I looked at the bandages. "I'm sorry," I muttered.
Brian shook my wrists gently in his grasp as he looked solemnly at me. "I'm worried that you're going to end up in the psych ward, or jail if you don't begin to control yourself better. I couldn't stand that, and as much as you think you want someone to shoulder your responsibilities for you, I don't think you'd make it in either of those places."
I shrugged. "Brian we've talked about this before. I don't do those things on purpose. My head is in some other place and I can't control it."
He nodded slowly. "OK, well you'd better be really sure of that, buddy, because I won't allow this to continue anymore, and I will not tolerate your doing violence to yourself, or anyone else ever again. If you don't maintain control over yourself, I'll do it, but it won't be on your terms. So you need to think about that."
I was stunned. "Are you saying I can control it?" I asked resentfully.

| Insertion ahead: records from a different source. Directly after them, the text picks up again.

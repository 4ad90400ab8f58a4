//! Auth session database operations

use chrono::{Duration, Utc};
use rusqlite::{params, Result as SqliteResult};
use uuid::Uuid;

use super::super::sqlite::parse_timestamp;
use super::super::Database;
use crate::models::AuthSession;

const SESSION_TTL_HOURS: i64 = 24;

impl Database {
    /// Create a new auth session for web login
    pub fn create_auth_session(&self, username: &str) -> SqliteResult<AuthSession> {
        let conn = self.conn.lock().unwrap();
        let token = Uuid::new_v4().to_string();
        let created_at = Utc::now();
        let expires_at = created_at + Duration::hours(SESSION_TTL_HOURS);

        conn.execute(
            "INSERT INTO auth_sessions (token, username, created_at, expires_at)
             VALUES (?1, ?2, ?3, ?4)",
            params![
                token,
                username,
                created_at.to_rfc3339(),
                expires_at.to_rfc3339()
            ],
        )?;

        Ok(AuthSession {
            id: conn.last_insert_rowid(),
            token,
            username: username.to_string(),
            created_at,
            expires_at,
        })
    }

    /// Validate a session token and extend its expiry if valid
    pub fn validate_auth_session(&self, token: &str) -> SqliteResult<Option<AuthSession>> {
        let conn = self.conn.lock().unwrap();
        let now = Utc::now();
        let now_str = now.to_rfc3339();

        let mut stmt = conn.prepare(
            "SELECT id, token, username, created_at, expires_at
             FROM auth_sessions WHERE token = ?1 AND expires_at > ?2",
        )?;

        let session = stmt
            .query_row(params![token, now_str], |row| {
                let created_at: String = row.get(3)?;
                let expires_at: String = row.get(4)?;

                Ok(AuthSession {
                    id: row.get(0)?,
                    token: row.get(1)?,
                    username: row.get(2)?,
                    created_at: parse_timestamp(&created_at),
                    expires_at: parse_timestamp(&expires_at),
                })
            })
            .ok();

        // Extend session expiry on successful validation (keep active sessions alive)
        if session.is_some() {
            let new_expires = (now + Duration::hours(SESSION_TTL_HOURS)).to_rfc3339();
            let _ = conn.execute(
                "UPDATE auth_sessions SET expires_at = ?1 WHERE token = ?2",
                params![new_expires, token],
            );
        }

        Ok(session)
    }

    /// Delete a session (logout)
    pub fn delete_auth_session(&self, token: &str) -> SqliteResult<bool> {
        let conn = self.conn.lock().unwrap();
        let rows = conn.execute(
            "DELETE FROM auth_sessions WHERE token = ?1",
            params![token],
        )?;
        Ok(rows > 0)
    }
}
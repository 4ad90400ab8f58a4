pub mod auth;
pub mod bots;
pub mod health;
pub mod stats;

use actix_web::HttpRequest;

use crate::models::AuthSession;
use crate::AppState;

pub const SESSION_COOKIE: &str = "admin_session";

/// Resolve the authenticated admin session from the request cookie.
pub(crate) fn authorize(req: &HttpRequest, state: &AppState) -> Option<AuthSession> {
    let cookie = req.cookie(SESSION_COOKIE)?;
    state.db.validate_auth_session(cookie.value()).ok().flatten()
}

/// Best-effort client address for activity logging.
pub(crate) fn client_ip(req: &HttpRequest) -> Option<String> {
    req.connection_info()
        .realip_remote_addr()
        .map(|addr| addr.to_string())
}
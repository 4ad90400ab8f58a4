use chrono::{DateTime, Utc};
use serde::{Deserialize, Serialize};

/// Runtime status of a managed bot, persisted alongside its definition.
#[derive(Debug, Clone, Copy, PartialEq, Eq, Serialize, Deserialize)]
#[serde(rename_all = "lowercase")]
pub enum BotStatus {
    Stopped,
    Running,
    Error,
}

impl BotStatus {
    pub fn as_str(&self) -> &'static str {
        match self {
            BotStatus::Stopped => "stopped",
            BotStatus::Running => "running",
            BotStatus::Error => "error",
        }
    }

    pub fn from_str(s: &str) -> Option<Self> {
        match s.to_lowercase().as_str() {
            "stopped" => Some(BotStatus::Stopped),
            "running" => Some(BotStatus::Running),
            "error" => Some(BotStatus::Error),
            _ => None,
        }
    }
}

impl Default for BotStatus {
    fn default() -> Self {
        BotStatus::Stopped
    }
}

/// A managed Telegram bot definition, one row in the `bots` table.
#[derive(Debug, Clone)]
pub struct Bot {
    pub id: i64,
    pub name: String,
    pub token: String,
    pub description: Option<String>,
    pub is_active: bool,
    pub status: BotStatus,
    pub webhook_url: Option<String>,
    pub created_at: DateTime<Utc>,
    pub updated_at: DateTime<Utc>,
    pub started_at: Option<DateTime<Utc>>,
}

/// API representation of a bot. The secret token is never returned in full.
#[derive(Debug, Serialize)]
pub struct BotResponse {
    pub id: i64,
    pub name: String,
    pub token_masked: String,
    pub description: Option<String>,
    pub is_active: bool,
    pub status: BotStatus,
    pub webhook_url: Option<String>,
    pub created_at: DateTime<Utc>,
    pub updated_at: DateTime<Utc>,
    pub started_at: Option<DateTime<Utc>>,
}

impl From<Bot> for BotResponse {
    fn from(bot: Bot) -> Self {
        BotResponse {
            id: bot.id,
            name: bot.name,
            token_masked: mask_token(&bot.token),
            description: bot.description,
            is_active: bot.is_active,
            status: bot.status,
            webhook_url: bot.webhook_url,
            created_at: bot.created_at,
            updated_at: bot.updated_at,
            started_at: bot.started_at,
        }
    }
}

fn mask_token(token: &str) -> String {
    if token.is_empty() {
        return String::new();
    }
    let prefix: String = token.chars().take(10).collect();
    format!("{}...", prefix)
}

#[derive(Debug, Deserialize)]
pub struct CreateBotRequest {
    pub name: String,
    pub token: String,
    pub description: Option<String>,
}

#[derive(Debug, Deserialize)]
pub struct UpdateBotRequest {
    pub name: Option<String>,
    pub token: Option<String>,
    pub description: Option<String>,
    pub webhook_url: Option<String>,
}

#[cfg(test)]
mod tests {
    use super::*;

    #[test]
    fn test_status_round_trip() {
        for status in [BotStatus::Stopped, BotStatus::Running, BotStatus::Error] {
            assert_eq!(BotStatus::from_str(status.as_str()), Some(status));
        }
        assert_eq!(BotStatus::from_str("bogus"), None);
    }

    #[test]
    fn test_token_is_masked_in_response() {
        let bot = Bot {
            id: 1,
            name: "test".to_string(),
            token: "123456789:AAF-abcdefghijklmnop".to_string(),
            description: None,
            is_active: false,
            status: BotStatus::Stopped,
            webhook_url: None,
            created_at: Utc::now(),
            updated_at: Utc::now(),
            started_at: None,
        };

        let response: BotResponse = bot.into();
        assert_eq!(response.token_masked, "123456789:...");
    }
}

"I'm saying that there is a point when you have a choice. Your responsibility is to be aware of what your triggers are and to figure out techniques to avoid getting to the point of losing control. I also think it might be easier if you were under medical care, but you always refuse when it's offered. That is a very poor choice in my opinion, but is your choice to make."
"I don't know...." I said vaguely, hoping that would shut him up.
"You had better figure it out, then!" he said harshly. "Or you are going to spend a lot of time at the tender mercies of my rope and duct tape."
He rubbed the palm of his hand in slow circles on my chest, as he looked in my eyes. Then shook his head slowly. "OK Alex," he said as a sudden grin appeared on his face. "Are you going to go get in the car, so we can go to your appointment? or do I have to hog-tie and throw you in there like a wild animal?"
I furrowed my brows as I wondered if he'd really do that. Not wanting to chance it I quickly got into the passenger side.